Saved data entries:
- - -
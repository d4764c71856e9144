// License: MIT
// Copyright © 2024 Frequenz Energy-as-a-Service GmbH

//! Typed records for the entities that make up the distribution network.
//!
//! The attribute structs (`Substation`, `DistributionNode`, `TrafficLight`
//! and `EvStation`) hold what is known about an asset when it is added to
//! the network. A [`GridNode`] wraps one of them together with the state the
//! topology maintains for it: its position, aggregated load, and the set of
//! failures that currently keep it de-energized.

use std::collections::BTreeSet;

use serde::{Deserialize, Serialize};

use crate::node_kind::{DistributionKind, KindPredicates, NodeKind};
use crate::{Error, GeoPoint};

/// A substation, stepping transmission voltage down to primary distribution
/// voltage.
#[derive(Clone, Debug, PartialEq, Deserialize, Serialize)]
pub struct Substation {
    pub name: String,
    pub primary_kv: f64,
    pub secondary_kv: f64,
    pub capacity_mva: f64,
}

impl Substation {
    pub fn new(
        name: impl Into<String>,
        primary_kv: f64,
        secondary_kv: f64,
        capacity_mva: f64,
    ) -> Self {
        Self {
            name: name.into(),
            primary_kv,
            secondary_kv,
            capacity_mva,
        }
    }

    /// Returns the identifier of the bus this substation feeds in the
    /// power-flow model, e.g. `"Midtown_13.8kV"`.
    pub fn bus_id(&self) -> String {
        format!("{}_{}kV", self.name, self.secondary_kv)
    }
}

/// A distribution transformer or feeder, serving a cluster of consumers.
#[derive(Clone, Debug, PartialEq, Deserialize, Serialize)]
pub struct DistributionNode {
    pub name: String,
    pub kind: DistributionKind,
    pub primary_kv: f64,
    pub secondary_kv: f64,
    pub capacity_kva: f64,
}

impl DistributionNode {
    /// Creates a feeder stepping 13.8kV down to 480V.
    pub fn feeder(name: impl Into<String>, capacity_kva: f64) -> Self {
        Self {
            name: name.into(),
            kind: DistributionKind::Feeder,
            primary_kv: 13.8,
            secondary_kv: 0.48,
            capacity_kva,
        }
    }

    /// Creates a transformer stepping 13.8kV down to 4.16kV.
    pub fn transformer(name: impl Into<String>, capacity_kva: f64) -> Self {
        Self {
            name: name.into(),
            kind: DistributionKind::Transformer,
            primary_kv: 13.8,
            secondary_kv: 4.16,
            capacity_kva,
        }
    }
}

/// The phase a traffic signal is showing.
#[derive(Clone, Copy, Debug, PartialEq, Eq, Deserialize, Serialize)]
pub enum SignalPhase {
    Green,
    Yellow,
    Red,
    FlashingRed,
}

/// A traffic light at an intersection.
#[derive(Clone, Debug, PartialEq, Deserialize, Serialize)]
pub struct TrafficLight {
    pub intersection: String,
    pub power_kw: f64,
    /// Lights with a battery backup keep running when their feeder goes down.
    pub battery_backup: bool,
    pub signal_phase: Option<SignalPhase>,
}

impl TrafficLight {
    /// Creates a traffic light drawing `power_kw`, without battery backup.
    pub fn new(intersection: impl Into<String>, power_kw: f64) -> Self {
        Self {
            intersection: intersection.into(),
            power_kw,
            battery_backup: false,
            signal_phase: None,
        }
    }

    pub fn with_battery_backup(mut self) -> Self {
        self.battery_backup = true;
        self
    }
}

/// An EV charging station.
#[derive(Clone, Debug, PartialEq, Deserialize, Serialize)]
pub struct EvStation {
    pub name: String,
    pub charger_count: u32,
    pub rated_power_kw: f64,
    pub vehicles_charging: u32,
}

impl EvStation {
    pub fn new(name: impl Into<String>, charger_count: u32, rated_power_kw: f64) -> Self {
        Self {
            name: name.into(),
            charger_count,
            rated_power_kw,
            vehicles_charging: 0,
        }
    }

    /// Returns the draw of the station: one rated charger per active session,
    /// capped by the number of chargers.
    pub fn demand_kw(&self) -> f64 {
        self.vehicles_charging.min(self.charger_count) as f64 * self.rated_power_kw
    }
}

/// A leaf load that can be assigned to a distribution node.
#[derive(Clone, Debug, PartialEq, Deserialize, Serialize)]
pub enum Consumer {
    TrafficLight(TrafficLight),
    EvStation(EvStation),
}

impl Consumer {
    pub(crate) fn validate(&self) -> Result<(), Error> {
        match self {
            Consumer::TrafficLight(light) => {
                ensure_non_negative("power_kw", light.power_kw, &light.intersection)
            }
            Consumer::EvStation(station) => ensure_non_negative(
                "rated_power_kw",
                station.rated_power_kw,
                &station.name,
            ),
        }
    }
}

impl From<TrafficLight> for Consumer {
    fn from(light: TrafficLight) -> Self {
        Consumer::TrafficLight(light)
    }
}

impl From<EvStation> for Consumer {
    fn from(station: EvStation) -> Self {
        Consumer::EvStation(station)
    }
}

/// The attributes of any node in the distribution network.
#[derive(Clone, Debug, PartialEq, Serialize)]
#[serde(tag = "type")]
pub enum Asset {
    Substation(Substation),
    Distribution(DistributionNode),
    TrafficLight(TrafficLight),
    EvStation(EvStation),
}

impl From<Consumer> for Asset {
    fn from(consumer: Consumer) -> Self {
        match consumer {
            Consumer::TrafficLight(light) => Asset::TrafficLight(light),
            Consumer::EvStation(station) => Asset::EvStation(station),
        }
    }
}

pub(crate) fn ensure_non_negative(field: &str, value: f64, label: &str) -> Result<(), Error> {
    if value.is_nan() || value < 0.0 {
        return Err(Error::invalid_entity(format!(
            "{label}: {field} must be >= 0, got {value}."
        )));
    }
    Ok(())
}

/// A node in the distribution network, together with its operational state.
#[derive(Clone, Debug, PartialEq, Serialize)]
pub struct GridNode {
    id: u64,
    position: GeoPoint,
    asset: Asset,
    load_kw: f64,
    outage_causes: BTreeSet<u64>,
}

impl GridNode {
    pub(crate) fn new(id: u64, position: GeoPoint, asset: Asset) -> Self {
        Self {
            id,
            position,
            asset,
            load_kw: 0.0,
            outage_causes: BTreeSet::new(),
        }
    }

    pub fn id(&self) -> u64 {
        self.id
    }

    pub fn position(&self) -> GeoPoint {
        self.position
    }

    pub fn asset(&self) -> &Asset {
        &self.asset
    }

    /// Returns a display label: the substation, feeder or station name, or
    /// the intersection of a traffic light.
    pub fn label(&self) -> &str {
        match &self.asset {
            Asset::Substation(s) => &s.name,
            Asset::Distribution(d) => &d.name,
            Asset::TrafficLight(l) => &l.intersection,
            Asset::EvStation(e) => &e.name,
        }
    }

    /// Returns the aggregated load of the node, in kW.
    ///
    /// For consumers this is the draw they currently put on the network,
    /// which is zero while they are de-energized.
    pub fn load_kw(&self) -> f64 {
        self.load_kw
    }

    pub fn load_mw(&self) -> f64 {
        self.load_kw / 1000.0
    }

    /// Returns the draw of a consumer while it is energized, and zero for
    /// all other nodes.
    pub fn nominal_draw_kw(&self) -> f64 {
        match &self.asset {
            Asset::TrafficLight(l) => l.power_kw,
            Asset::EvStation(e) => e.demand_kw(),
            Asset::Substation(_) | Asset::Distribution(_) => 0.0,
        }
    }

    /// Returns true if the node is operational (or, for consumers, powered).
    pub fn is_energized(&self) -> bool {
        self.outage_causes.is_empty()
    }

    /// Returns the ids of the failed nodes that currently keep this node
    /// de-energized.
    pub fn outage_causes(&self) -> &BTreeSet<u64> {
        &self.outage_causes
    }

    /// Returns true for traffic lights with their own battery backup.
    pub fn has_backup_power(&self) -> bool {
        matches!(&self.asset, Asset::TrafficLight(l) if l.battery_backup)
    }

    pub(crate) fn asset_mut(&mut self) -> &mut Asset {
        &mut self.asset
    }

    pub(crate) fn set_position(&mut self, position: GeoPoint) {
        self.position = position;
    }

    pub(crate) fn set_load_kw(&mut self, load_kw: f64) {
        self.load_kw = load_kw;
    }

    pub(crate) fn outage_causes_mut(&mut self) -> &mut BTreeSet<u64> {
        &mut self.outage_causes
    }
}

impl GridNode {
    /// Returns the kind of the node.
    pub fn kind(&self) -> NodeKind {
        match &self.asset {
            Asset::Substation(_) => NodeKind::Substation,
            Asset::Distribution(d) => NodeKind::Distribution(d.kind),
            Asset::TrafficLight(_) => NodeKind::TrafficLight,
            Asset::EvStation(_) => NodeKind::EvStation,
        }
    }
}

impl KindPredicates for GridNode {
    fn kind(&self) -> NodeKind {
        GridNode::kind(self)
    }
}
- - -
Starting with the first line of the entries and ending with the line that has "is added to", copy each line exactly and add nothing.

» Result for this exercise:
repository d4764c71856e9144
// License: MIT
// Copyright © 2024 Frequenz Energy-as-a-Service GmbH

//! Typed records for the entities that make up the distribution network.
//!
//! The attribute structs (`Substation`, `DistributionNode`, `TrafficLight`
//! and `EvStation`) hold what is known about an asset when it is added to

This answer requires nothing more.